§ TASK GOAL
Pick each line containing "unsigned" out of the records.

Top of RAW DATA

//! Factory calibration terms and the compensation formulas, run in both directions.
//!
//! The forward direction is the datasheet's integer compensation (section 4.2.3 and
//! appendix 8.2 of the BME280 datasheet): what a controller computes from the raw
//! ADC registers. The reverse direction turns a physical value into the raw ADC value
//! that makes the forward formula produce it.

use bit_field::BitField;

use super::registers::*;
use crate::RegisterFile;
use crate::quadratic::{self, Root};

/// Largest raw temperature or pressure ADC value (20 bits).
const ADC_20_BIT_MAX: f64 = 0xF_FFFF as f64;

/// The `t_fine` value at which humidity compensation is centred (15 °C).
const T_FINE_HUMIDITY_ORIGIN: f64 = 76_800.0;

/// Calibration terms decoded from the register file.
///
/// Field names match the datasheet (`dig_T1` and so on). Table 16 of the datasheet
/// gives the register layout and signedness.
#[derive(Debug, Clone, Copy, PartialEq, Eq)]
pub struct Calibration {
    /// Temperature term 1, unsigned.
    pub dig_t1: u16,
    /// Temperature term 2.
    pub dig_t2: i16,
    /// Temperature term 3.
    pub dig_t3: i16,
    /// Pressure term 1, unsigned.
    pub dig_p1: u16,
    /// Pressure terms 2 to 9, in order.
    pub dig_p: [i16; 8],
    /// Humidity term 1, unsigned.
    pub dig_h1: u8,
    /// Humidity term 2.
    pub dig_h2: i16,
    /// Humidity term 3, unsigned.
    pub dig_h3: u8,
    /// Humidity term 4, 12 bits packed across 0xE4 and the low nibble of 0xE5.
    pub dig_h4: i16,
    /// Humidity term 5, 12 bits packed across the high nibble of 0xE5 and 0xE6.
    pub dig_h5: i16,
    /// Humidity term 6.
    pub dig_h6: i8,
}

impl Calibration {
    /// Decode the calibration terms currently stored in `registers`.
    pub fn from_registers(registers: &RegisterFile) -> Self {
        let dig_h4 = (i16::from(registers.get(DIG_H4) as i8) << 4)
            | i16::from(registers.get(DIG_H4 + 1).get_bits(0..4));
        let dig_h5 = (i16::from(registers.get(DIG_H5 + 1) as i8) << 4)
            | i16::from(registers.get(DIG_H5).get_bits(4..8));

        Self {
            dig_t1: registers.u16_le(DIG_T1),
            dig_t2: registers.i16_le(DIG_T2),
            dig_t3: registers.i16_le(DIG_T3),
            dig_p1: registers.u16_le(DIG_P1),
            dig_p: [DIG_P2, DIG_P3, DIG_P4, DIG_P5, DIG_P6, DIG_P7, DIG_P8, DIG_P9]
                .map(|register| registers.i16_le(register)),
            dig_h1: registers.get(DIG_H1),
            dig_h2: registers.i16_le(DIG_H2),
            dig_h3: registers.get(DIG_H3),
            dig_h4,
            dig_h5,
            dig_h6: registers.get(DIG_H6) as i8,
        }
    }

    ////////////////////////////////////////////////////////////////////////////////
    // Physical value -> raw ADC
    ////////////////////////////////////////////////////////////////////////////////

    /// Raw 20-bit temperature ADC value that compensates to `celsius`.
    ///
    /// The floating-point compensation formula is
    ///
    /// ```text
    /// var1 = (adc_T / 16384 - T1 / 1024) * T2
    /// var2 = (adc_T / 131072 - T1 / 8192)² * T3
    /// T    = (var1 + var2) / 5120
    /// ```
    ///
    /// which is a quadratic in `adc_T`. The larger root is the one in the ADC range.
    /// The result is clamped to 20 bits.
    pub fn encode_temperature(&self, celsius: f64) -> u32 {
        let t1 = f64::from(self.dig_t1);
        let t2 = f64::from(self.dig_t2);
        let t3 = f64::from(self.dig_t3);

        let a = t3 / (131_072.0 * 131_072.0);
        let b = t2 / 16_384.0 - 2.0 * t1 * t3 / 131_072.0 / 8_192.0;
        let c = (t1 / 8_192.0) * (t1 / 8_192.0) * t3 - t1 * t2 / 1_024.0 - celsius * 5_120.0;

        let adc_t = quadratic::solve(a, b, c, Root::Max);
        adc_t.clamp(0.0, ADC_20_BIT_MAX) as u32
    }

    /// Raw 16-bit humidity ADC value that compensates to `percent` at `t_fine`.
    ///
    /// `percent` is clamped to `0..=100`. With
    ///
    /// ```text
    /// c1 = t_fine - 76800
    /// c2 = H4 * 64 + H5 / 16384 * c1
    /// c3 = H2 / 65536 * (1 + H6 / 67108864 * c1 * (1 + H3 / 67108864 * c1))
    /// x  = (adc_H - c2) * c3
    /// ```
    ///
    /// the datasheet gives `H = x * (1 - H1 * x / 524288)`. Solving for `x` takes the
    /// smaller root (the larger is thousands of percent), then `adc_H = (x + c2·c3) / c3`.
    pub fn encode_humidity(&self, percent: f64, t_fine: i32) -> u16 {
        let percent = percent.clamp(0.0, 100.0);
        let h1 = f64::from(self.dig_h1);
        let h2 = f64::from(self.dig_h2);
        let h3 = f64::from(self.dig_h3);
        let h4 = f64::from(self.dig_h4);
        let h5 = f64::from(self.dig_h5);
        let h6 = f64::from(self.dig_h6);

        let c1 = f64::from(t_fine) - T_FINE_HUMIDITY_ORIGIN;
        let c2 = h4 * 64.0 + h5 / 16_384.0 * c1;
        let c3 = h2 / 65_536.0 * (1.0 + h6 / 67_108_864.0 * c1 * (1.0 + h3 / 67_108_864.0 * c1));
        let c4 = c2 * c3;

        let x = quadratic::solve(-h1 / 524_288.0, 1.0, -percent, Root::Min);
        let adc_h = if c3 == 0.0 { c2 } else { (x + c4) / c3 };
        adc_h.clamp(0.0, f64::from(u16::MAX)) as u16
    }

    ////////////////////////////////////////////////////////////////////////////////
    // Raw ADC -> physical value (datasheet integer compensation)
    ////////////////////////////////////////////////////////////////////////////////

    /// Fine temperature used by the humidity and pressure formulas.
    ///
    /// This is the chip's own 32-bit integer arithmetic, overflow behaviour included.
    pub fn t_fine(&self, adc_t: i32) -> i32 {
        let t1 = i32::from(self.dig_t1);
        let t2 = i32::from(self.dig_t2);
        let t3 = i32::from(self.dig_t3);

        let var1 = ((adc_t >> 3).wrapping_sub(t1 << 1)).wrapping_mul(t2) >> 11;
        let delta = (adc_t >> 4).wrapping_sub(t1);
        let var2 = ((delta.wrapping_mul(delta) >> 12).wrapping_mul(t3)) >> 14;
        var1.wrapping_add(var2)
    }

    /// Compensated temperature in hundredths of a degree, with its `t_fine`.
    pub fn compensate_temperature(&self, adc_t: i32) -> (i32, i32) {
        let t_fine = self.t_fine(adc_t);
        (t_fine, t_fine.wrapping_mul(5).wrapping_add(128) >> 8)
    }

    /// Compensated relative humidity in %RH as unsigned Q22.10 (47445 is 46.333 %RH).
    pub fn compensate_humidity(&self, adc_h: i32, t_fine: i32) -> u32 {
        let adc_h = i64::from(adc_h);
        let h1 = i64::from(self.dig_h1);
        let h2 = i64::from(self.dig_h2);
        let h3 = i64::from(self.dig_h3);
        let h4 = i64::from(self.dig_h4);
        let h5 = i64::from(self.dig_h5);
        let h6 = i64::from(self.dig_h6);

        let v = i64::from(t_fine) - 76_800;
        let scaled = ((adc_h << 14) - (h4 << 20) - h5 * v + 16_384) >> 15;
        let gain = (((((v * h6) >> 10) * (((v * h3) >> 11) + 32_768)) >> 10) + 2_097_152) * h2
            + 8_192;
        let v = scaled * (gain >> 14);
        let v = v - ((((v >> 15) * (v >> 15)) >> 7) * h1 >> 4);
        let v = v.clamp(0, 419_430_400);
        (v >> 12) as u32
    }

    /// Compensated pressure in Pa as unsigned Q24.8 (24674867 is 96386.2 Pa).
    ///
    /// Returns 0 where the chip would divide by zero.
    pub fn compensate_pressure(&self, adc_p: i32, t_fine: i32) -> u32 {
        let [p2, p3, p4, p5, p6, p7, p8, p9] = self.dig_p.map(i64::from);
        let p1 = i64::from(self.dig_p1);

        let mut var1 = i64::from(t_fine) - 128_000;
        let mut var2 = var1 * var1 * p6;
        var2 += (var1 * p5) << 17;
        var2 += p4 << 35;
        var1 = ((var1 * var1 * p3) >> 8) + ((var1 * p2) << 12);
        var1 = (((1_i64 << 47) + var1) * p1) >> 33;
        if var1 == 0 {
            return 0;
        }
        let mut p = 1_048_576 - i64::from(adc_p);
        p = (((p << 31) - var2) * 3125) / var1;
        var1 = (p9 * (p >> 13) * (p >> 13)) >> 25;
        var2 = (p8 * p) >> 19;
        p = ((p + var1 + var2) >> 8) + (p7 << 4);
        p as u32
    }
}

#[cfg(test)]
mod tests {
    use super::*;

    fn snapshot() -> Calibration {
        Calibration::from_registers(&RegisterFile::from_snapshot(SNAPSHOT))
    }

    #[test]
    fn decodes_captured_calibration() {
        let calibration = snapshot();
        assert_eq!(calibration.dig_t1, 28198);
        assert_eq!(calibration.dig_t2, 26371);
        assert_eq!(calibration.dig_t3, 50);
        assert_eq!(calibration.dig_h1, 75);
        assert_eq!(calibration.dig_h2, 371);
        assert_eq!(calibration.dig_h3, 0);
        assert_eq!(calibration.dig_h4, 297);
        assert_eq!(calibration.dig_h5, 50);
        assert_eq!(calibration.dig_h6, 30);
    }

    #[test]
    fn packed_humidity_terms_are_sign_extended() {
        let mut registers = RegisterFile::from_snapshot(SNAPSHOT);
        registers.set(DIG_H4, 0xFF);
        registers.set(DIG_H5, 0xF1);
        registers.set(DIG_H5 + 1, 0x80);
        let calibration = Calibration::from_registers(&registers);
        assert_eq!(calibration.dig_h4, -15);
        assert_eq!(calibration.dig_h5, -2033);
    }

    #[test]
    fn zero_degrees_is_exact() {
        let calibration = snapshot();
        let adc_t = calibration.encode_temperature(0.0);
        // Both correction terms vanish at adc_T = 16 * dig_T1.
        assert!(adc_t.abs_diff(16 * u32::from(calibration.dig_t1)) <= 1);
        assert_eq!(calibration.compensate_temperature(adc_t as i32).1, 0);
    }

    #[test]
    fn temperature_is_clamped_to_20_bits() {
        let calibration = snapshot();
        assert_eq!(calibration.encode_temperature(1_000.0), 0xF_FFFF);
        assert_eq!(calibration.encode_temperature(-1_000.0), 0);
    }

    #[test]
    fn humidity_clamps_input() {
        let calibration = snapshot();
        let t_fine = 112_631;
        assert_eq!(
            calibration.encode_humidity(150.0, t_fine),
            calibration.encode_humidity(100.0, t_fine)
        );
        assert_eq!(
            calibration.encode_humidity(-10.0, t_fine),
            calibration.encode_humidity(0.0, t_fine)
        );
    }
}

Bottom of RAW DATA
Top of RAW DATA

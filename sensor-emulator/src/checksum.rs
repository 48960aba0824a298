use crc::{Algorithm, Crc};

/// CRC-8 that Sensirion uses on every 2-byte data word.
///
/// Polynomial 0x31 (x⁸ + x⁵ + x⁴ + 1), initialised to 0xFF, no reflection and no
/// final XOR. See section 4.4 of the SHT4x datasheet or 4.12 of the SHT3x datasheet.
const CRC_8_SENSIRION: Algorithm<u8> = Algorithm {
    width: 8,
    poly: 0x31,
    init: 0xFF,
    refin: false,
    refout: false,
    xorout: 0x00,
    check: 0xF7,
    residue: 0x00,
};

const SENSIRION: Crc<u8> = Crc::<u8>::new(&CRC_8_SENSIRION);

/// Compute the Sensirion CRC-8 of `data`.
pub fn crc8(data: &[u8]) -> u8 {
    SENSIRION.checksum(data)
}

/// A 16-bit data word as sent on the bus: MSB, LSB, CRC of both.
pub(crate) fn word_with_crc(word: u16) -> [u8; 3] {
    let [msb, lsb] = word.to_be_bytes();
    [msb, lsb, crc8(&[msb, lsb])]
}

Bottom of RAW DATA

§ OUTPUT
    /// Temperature term 1, unsigned.
    /// Pressure term 1, unsigned.
    /// Humidity term 1, unsigned.
    /// Humidity term 3, unsigned.
    /// Compensated relative humidity in %RH as unsigned Q22.10 (47445 is 46.333 %RH).
    /// Compensated pressure in Pa as unsigned Q24.8 (24674867 is 96386.2 Pa).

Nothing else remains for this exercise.